TO DO:
Count the lines in the records below that contain the word "PartialEq", and give that figure alone.

***** RAW DATA *****

use crate::config::Limits;
use crate::error::{ValidationError, GENERIC_FAILURE_MESSAGE};
use crate::upload::{validate, JobHandle, JobResult, Multiplier, UploadCandidate};
use std::path::PathBuf;
use std::sync::mpsc::{Receiver, TryRecvError};
use tracing::{debug, info, warn};

/// Observable state of the upload workflow. Exactly one holds at a time.
#[derive(Debug, Clone, PartialEq, Default)]
pub enum WorkflowState {
    #[default]
    Idle,
    Invalid(ValidationError),
    Uploading(u8),
    Processing,
    Succeeded(JobResult),
    Failed(String),
}

impl WorkflowState {
    /// A submission is in flight.
    pub fn is_active(&self) -> bool {
        matches!(self, Self::Uploading(_) | Self::Processing)
    }

    pub fn is_terminal(&self) -> bool {
        matches!(self, Self::Succeeded(_) | Self::Failed(_))
    }

    /// Percentage to show on the progress bar while active. Processing
    /// reports 100: the upload is done and the server is working.
    pub fn progress_percent(&self) -> Option<u8> {
        match self {
            Self::Uploading(p) => Some(*p),
            Self::Processing => Some(100),
            _ => None,
        }
    }
}

/// Messages from a submission's worker thread. A submission emits exactly
/// one of `Completed` / `Failed`, last.
#[derive(Debug, Clone, PartialEq)]
pub enum WorkflowEvent {
    Progress(u8),
    Created(JobHandle),
    Completed(JobResult),
    Failed(String),
}

/// Everything a worker needs to run one submission.
#[derive(Debug, Clone)]
pub struct Submission {
    pub candidate: UploadCandidate,
    pub multiplier: Multiplier,
}

/// Single source of truth for selection, multiplier and workflow state.
/// Input that conflicts with an active submission is refused.
#[derive(Debug, Clone)]
pub struct Workflow {
    limits: Limits,
    candidate: Option<UploadCandidate>,
    multiplier: Multiplier,
    state: WorkflowState,
    job: Option<JobHandle>,
}

impl Workflow {
    pub fn new(limits: Limits, multiplier: Multiplier) -> Self {
        Self {
            limits,
            candidate: None,
            multiplier,
            state: WorkflowState::Idle,
            job: None,
        }
    }

    pub fn state(&self) -> &WorkflowState {
        &self.state
    }

    pub fn candidate(&self) -> Option<&UploadCandidate> {
        self.candidate.as_ref()
    }

    pub fn multiplier(&self) -> Multiplier {
        self.multiplier
    }

    /// Job the current (or last) submission created, once known.
    pub fn job(&self) -> Option<&JobHandle> {
        self.job.as_ref()
    }

    pub fn limits(&self) -> &Limits {
        &self.limits
    }

    pub fn can_submit(&self) -> bool {
        self.candidate.is_some() && !self.state.is_active()
    }

    /// A file was picked or dropped. Replaces any held candidate.
    pub fn select_file(&mut self, candidate: UploadCandidate) -> Result<(), ValidationError> {
        if self.state.is_active() {
            warn!("Ignoring file '{}' while a submission is active", candidate.name);
            return Err(ValidationError::Busy);
        }

        if let Err(err) = validate(&candidate, &self.limits) {
            warn!("Rejected '{}': {err}", candidate.name);
            self.candidate = None;
            self.state = WorkflowState::Invalid(err.clone());
            return Err(err);
        }

        info!("Selected '{}' ({} bytes)", candidate.name, candidate.size_bytes);
        self.candidate = Some(candidate);
        if matches!(self.state, WorkflowState::Invalid(_) | WorkflowState::Failed(_)) {
            self.state = WorkflowState::Idle;
        }
        Ok(())
    }

    /// A file was picked from disk. A file that cannot be stat'ed is
    /// surfaced as `Invalid` and drops any previously held candidate.
    pub fn select_path(&mut self, path: PathBuf) -> Result<(), ValidationError> {
        if self.state.is_active() {
            warn!("Ignoring {} while a submission is active", path.display());
            return Err(ValidationError::Busy);
        }
        match UploadCandidate::from_path(path.clone()) {
            Ok(candidate) => self.select_file(candidate),
            Err(e) => {
                warn!("Could not read {}: {e}", path.display());
                let err = ValidationError::Unreadable {
                    name: path
                        .file_name()
                        .map(|n| n.to_string_lossy().to_string())
                        .unwrap_or_else(|| path.display().to_string()),
                    reason: e.to_string(),
                };
                self.candidate = None;
                self.state = WorkflowState::Invalid(err.clone());
                Err(err)
            }
        }
    }

    /// Out-of-range values are clamped to `Multiplier::MIN..=Multiplier::MAX`.
    pub fn set_multiplier(&mut self, value: i64) -> Result<Multiplier, ValidationError> {
        if self.state.is_active() {
            return Err(ValidationError::Busy);
        }
        self.multiplier = Multiplier::clamped(value);
        Ok(self.multiplier)
    }

    /// Starts a submission: `Uploading(0)`, prior result or error dropped.
    /// A refusal for `Busy` leaves state untouched; any other refusal is
    /// surfaced as `Invalid`.
    pub fn begin_submit(&mut self) -> Result<Submission, ValidationError> {
        if self.state.is_active() {
            warn!("Submit refused: a submission is already active");
            return Err(ValidationError::Busy);
        }

        let Some(candidate) = self.candidate.clone() else {
            self.state = WorkflowState::Invalid(ValidationError::MissingFile);
            return Err(ValidationError::MissingFile);
        };

        if let Err(err) = validate(&candidate, &self.limits) {
            self.candidate = None;
            self.state = WorkflowState::Invalid(err.clone());
            return Err(err);
        }

        self.job = None;
        self.state = WorkflowState::Uploading(0);
        info!("Submission started for '{}'", candidate.name);
        Ok(Submission {
            candidate,
            multiplier: self.multiplier,
        })
    }

    /// Folds one worker event into the state. Returns whether anything
    /// changed; events that do not fit the current state are dropped.
    pub fn apply(&mut self, event: WorkflowEvent) -> bool {
        let next = match (&self.state, event) {
            (WorkflowState::Uploading(current), WorkflowEvent::Progress(percent)) => {
                let percent = percent.min(100);
                if percent <= *current {
                    return false;
                }
                debug!("Upload progress {percent}%");
                WorkflowState::Uploading(percent)
            }
            (WorkflowState::Uploading(_), WorkflowEvent::Created(job)) => {
                self.job = Some(job);
                WorkflowState::Processing
            }
            (WorkflowState::Uploading(_) | WorkflowState::Processing, WorkflowEvent::Completed(result)) => {
                info!("Submission succeeded ({})", result.gan_used);
                WorkflowState::Succeeded(result)
            }
            (WorkflowState::Uploading(_) | WorkflowState::Processing, WorkflowEvent::Failed(reason)) => {
                warn!("Submission failed: {reason}");
                WorkflowState::Failed(reason)
            }
            (state, event) => {
                debug!("Dropping {event:?} in state {state:?}");
                return false;
            }
        };
        self.state = next;
        true
    }

    /// Applies every queued worker event. Returns true once the receiver is
    /// spent: the workflow reached a terminal state, or the worker hung up
    /// without reporting one, in which case the submission is failed.
    pub fn drain(&mut self, receiver: &Receiver<WorkflowEvent>) -> bool {
        loop {
            match receiver.try_recv() {
                Ok(event) => {
                    self.apply(event);
                }
                Err(TryRecvError::Empty) => return self.state.is_terminal(),
                Err(TryRecvError::Disconnected) => {
                    if self.state.is_active() {
                        warn!("Worker exited without a result");
                        self.apply(WorkflowEvent::Failed(GENERIC_FAILURE_MESSAGE.to_string()));
                    }
                    return true;
                }
            }
        }
    }

    /// "Start over": forget the selection and any outcome.
    pub fn reset(&mut self) -> Result<(), ValidationError> {
        if self.state.is_active() {
            return Err(ValidationError::Busy);
        }
        self.candidate = None;
        self.job = None;
        self.state = WorkflowState::Idle;
        Ok(())
    }
}

/// Where a "Save as..." of the result archive stands.
#[derive(Debug, Clone, Default, PartialEq)]
pub enum DownloadStatus {
    #[default]
    NotStarted,
    InProgress(PathBuf),
    Saved { path: PathBuf, bytes: u64 },
    Failed(String),
}

impl DownloadStatus {
    pub fn is_busy(&self) -> bool {
        matches!(self, Self::InProgress(_))
    }

    pub fn get_status_text(&self) -> String {
        match self {
            Self::NotStarted => String::new(),
            Self::InProgress(path) => format!("⏳ Saving to {}...", path.display()),
            Self::Saved { path, bytes } => format!(
                "✅ Saved {} to {}",
                crate::utils::file_size::format_size(*bytes),
                path.display()
            ),
            Self::Failed(reason) => format!("❌ Download failed: {reason}"),
        }
    }
}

*****

OUTPUT OF THE TASK:
3